The Doctors’ Insurance Agency is proud of our long standing tradition of representing The Doctors’ Company as one of our primary health care malpractice and facility Liability insurance carriers.
Hospitalists and Telemedicine Groups seem to be two of the fastest growing areas in health care and not surprisingly TDC is at the center of one of these. The Society of Hospital Medicine endorses The Doctors’ Company (thedoctors.com) as the malpractice insurance carrier of choice for their member physicians. With the cost and challenge of staffing hospitalist groups and competing for hospital contracts, the hospital’s medical groups rely on The Doctors’ Insurance Agency, and our nine licensed representatives to find them policies that cover them completely.
The Doctors’ Company works closely with our growing insured base to understand what causes the increased frequency in hospitalist medical malpractice claims.
In an online magazine entry of Fierce Health Care:
We read that in a study released this week by the Society for Hospital Medicine, researchers say that a lack of understanding of the two-midnight rule has a negative impact on patient care and patient finances. The hospitalists argue that the rule disrupts their workflow, damages the physician-patient relationship and impacts their clinical decisions.
The Two Midnight rule to reimbursement in hospitalist medicine.
The two-midnight rule requires that physicians deem the patient's condition as serious enough to require at least two overnight stays. Patients who aren't formally admitted may remain under outpatient or observation status- which can result in their not qualifying, which would leave patients with high out-of-pocket expenses.
Hospitalists urge a short-term solution involving more emphasis on provider and patient education. Patients especially need to understand the difference between admission as an inpatient so that they can hit the two midnight criteria.
The Doctors’ Company, for example says in one of their risk management bulletins that in order for Hospitalists to better manage the risk of a lawsuit, the physicians and hospitals must work together to manage poor outcomes, adverse responses to medication and missed diagnoses.
As the first medical professional liability insurer to establish a patient safety department, The Doctors Company remains the leader in developing innovative tools that can help you reduce risk and keep your patients safe.

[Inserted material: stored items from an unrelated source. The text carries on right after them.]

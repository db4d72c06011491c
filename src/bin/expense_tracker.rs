use expense_tracker::{cli::run_cli, init};

fn main() {
    init();

    if let Err(err) = run_cli() {
        eprintln!("Error: {err}");
        std::process::exit(1);
    }
}
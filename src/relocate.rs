// SPDX-License-Identifier: MPL-2.0
use crate::config::{Config, ROOT_SUBVOL, SNAPSHOT_SUBVOL};
use anyhow::{bail, Context, Result};
use std::{
	fs,
	path::{Path, PathBuf},
	process::Command,
};

/// Moves entries across the subvolume boundary (plain rename would fail
/// with EXDEV); listed in the preflight check.
pub(crate) const MV: &str = "mv";

/// Directories a fully relocated system is expected to contain. Both present
/// inside the root subvolume means the move already happened.
const RELOCATION_MARKERS: &[&str] = &["etc", "usr"];

/// Written inside the snapshot subvolume once the whole move has completed,
/// making the re-run check exact rather than a directory heuristic.
const SENTINEL: &str = ".relocation-complete";

/// Moves every top-level entry (the previously installed system) into the
/// root subvolume, skipping the two managed subvolumes. Requires the
/// top-level view to be mounted.
///
/// Runtime scales with installed-system size; this is the only step over an
/// unbounded set of objects.
pub fn relocate_installed_system(config: &Config) -> Result<()> {
	if already_relocated(&config.mount_point) {
		info!("installed system already relocated into {ROOT_SUBVOL}, skipping");
		return Ok(());
	}

	let root_subvol = config.root_subvol_path();
	info!("moving installed system into {ROOT_SUBVOL}");
	for entry in entries_to_move(&config.mount_point)? {
		move_entry(&entry, &root_subvol)?;
	}

	let sentinel = config.snapshot_subvol_path().join(SENTINEL);
	fs::write(&sentinel, b"")
		.with_context(|| format!("failed to write {}", sentinel.display()))?;
	Ok(())
}

/// True once the sentinel exists, or when the root subvolume already carries
/// the marker directories of a complete system. The marker fallback covers
/// trees relocated before the sentinel existed; it cannot see a move that
/// failed mid-loop, which is safe only because re-running the move is
/// per-item idempotent.
fn already_relocated(top: &Path) -> bool {
	if top.join(SNAPSHOT_SUBVOL).join(SENTINEL).exists() {
		return true;
	}
	let root_subvol = top.join(ROOT_SUBVOL);
	RELOCATION_MARKERS
		.iter()
		.all(|marker| root_subvol.join(marker).is_dir())
}

/// Every immediate child of the top-level view, hidden entries included,
/// minus the two managed subvolumes.
fn entries_to_move(top: &Path) -> Result<Vec<PathBuf>> {
	let mut entries = Vec::new();
	for entry in fs::read_dir(top)
		.with_context(|| format!("failed to read directory {}", top.display()))?
	{
		let entry =
			entry.with_context(|| format!("failed to read entry in {}", top.display()))?;
		let name = entry.file_name();
		if name == ROOT_SUBVOL || name == SNAPSHOT_SUBVOL {
			continue;
		}
		entries.push(entry.path());
	}
	Ok(entries)
}

fn move_entry(source: &Path, dest_dir: &Path) -> Result<()> {
	debug!("moving {} into {}", source.display(), dest_dir.display());
	let status = Command::new(MV)
		.arg(source)
		.arg(dest_dir)
		.status()
		.with_context(|| format!("failed to run mv for {}", source.display()))?;
	if status.success() {
		return Ok(());
	}
	// An earlier partial run may have moved this entry already.
	if !source.exists() {
		warn!("{} was already moved by an earlier run", source.display());
		return Ok(());
	}
	bail!(
		"failed to move {} into {}",
		source.display(),
		dest_dir.display()
	);
}

#[cfg(test)]
mod tests {
	use super::{already_relocated, entries_to_move, SENTINEL};
	use std::fs;
	use std::path::Path;

	fn mkdirs(base: &Path, dirs: &[&str]) {
		for dir in dirs {
			fs::create_dir_all(base.join(dir)).unwrap();
		}
	}

	#[test]
	fn fresh_top_level_is_not_relocated() {
		let top = tempfile::tempdir().unwrap();
		mkdirs(top.path(), &["@", "@snapshots", "etc", "usr", "boot"]);
		assert!(!already_relocated(top.path()));
	}

	#[test]
	fn marker_directories_mean_relocated() {
		let top = tempfile::tempdir().unwrap();
		mkdirs(top.path(), &["@/etc", "@/usr", "@snapshots"]);
		assert!(already_relocated(top.path()));
	}

	#[test]
	fn a_single_marker_is_not_enough() {
		let top = tempfile::tempdir().unwrap();
		mkdirs(top.path(), &["@/etc", "@snapshots"]);
		assert!(!already_relocated(top.path()));

		// A marker that is a file, not a directory, does not count either.
		fs::write(top.path().join("@/usr"), b"").unwrap();
		assert!(!already_relocated(top.path()));
	}

	#[test]
	fn sentinel_alone_means_relocated() {
		let top = tempfile::tempdir().unwrap();
		mkdirs(top.path(), &["@", "@snapshots"]);
		fs::write(top.path().join("@snapshots").join(SENTINEL), b"").unwrap();
		assert!(already_relocated(top.path()));
	}

	#[test]
	fn enumeration_skips_managed_subvolumes_and_keeps_hidden_entries() {
		let top = tempfile::tempdir().unwrap();
		mkdirs(top.path(), &["@", "@snapshots", "etc", "usr"]);
		fs::write(top.path().join(".hidden"), b"").unwrap();
		fs::write(top.path().join("vmlinuz"), b"").unwrap();

		let mut names: Vec<String> = entries_to_move(top.path())
			.unwrap()
			.into_iter()
			.map(|path| path.file_name().unwrap().to_string_lossy().into_owned())
			.collect();
		names.sort();
		assert_eq!(names, [".hidden", "etc", "usr", "vmlinuz"]);
	}
}
// SPDX-License-Identifier: MPL-2.0
use crate::config::Config;
use anyhow::{bail, Context, Result};
use std::process::Command;

/// Execution-root entry; listed in the preflight check.
pub(crate) const CHROOT: &str = "chroot";
/// Boot loader configuration generator; listed in the preflight check.
pub(crate) const GRUB_MKCONFIG: &str = "grub-mkconfig";
/// Initial RAM filesystem generator; listed in the preflight check.
pub(crate) const MKINITCPIO: &str = "mkinitcpio";

/// Enters the relocated tree and regenerates the boot loader configuration,
/// then the initial RAM filesystem. Both generators must see the final mount
/// table and the mounted boot partition, so this runs last. Fatal on any
/// nonzero exit; a failure here leaves the boot images stale and requires a
/// re-run or manual repair.
pub fn refresh_boot_artifacts(config: &Config) -> Result<()> {
	info!("regenerating boot loader configuration");
	run_in_target(config, &[GRUB_MKCONFIG, "-o", "/boot/grub/grub.cfg"])?;
	info!("regenerating initial RAM filesystem");
	run_in_target(config, &[MKINITCPIO, "-P"])?;
	Ok(())
}

fn run_in_target(config: &Config, command: &[&str]) -> Result<()> {
	let status = Command::new(CHROOT)
		.arg(&config.mount_point)
		.args(command)
		.status()
		.with_context(|| {
			format!(
				"failed to run {} in {}",
				command[0],
				config.mount_point.display()
			)
		})?;
	if !status.success() {
		bail!("{} exited with {status}", command[0]);
	}
	Ok(())
}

Transitions in hospital care are what defines hospitalist medicine. Good communication between providers during these sensitive patient transitions is so important. with strict protocol between the physicians and the hospitalists taking over the claims involving these breakdowns may be avoided or drastically reduced.
The human factors such as fatigue, distractions, and reliance on memory—are common causes of hospitalist medical malpractice claims. Standardizing the handoff process has been shown to lower rates of what the hospitalists who study these events refer to as “perceived near-miss events and adverse outcomes”.
we look forward to working with any of our clients to help develop the proper rating methodology to determine a true FTE usage for your group and instead of an antiquated and inappropriate and incongruous per physician premium.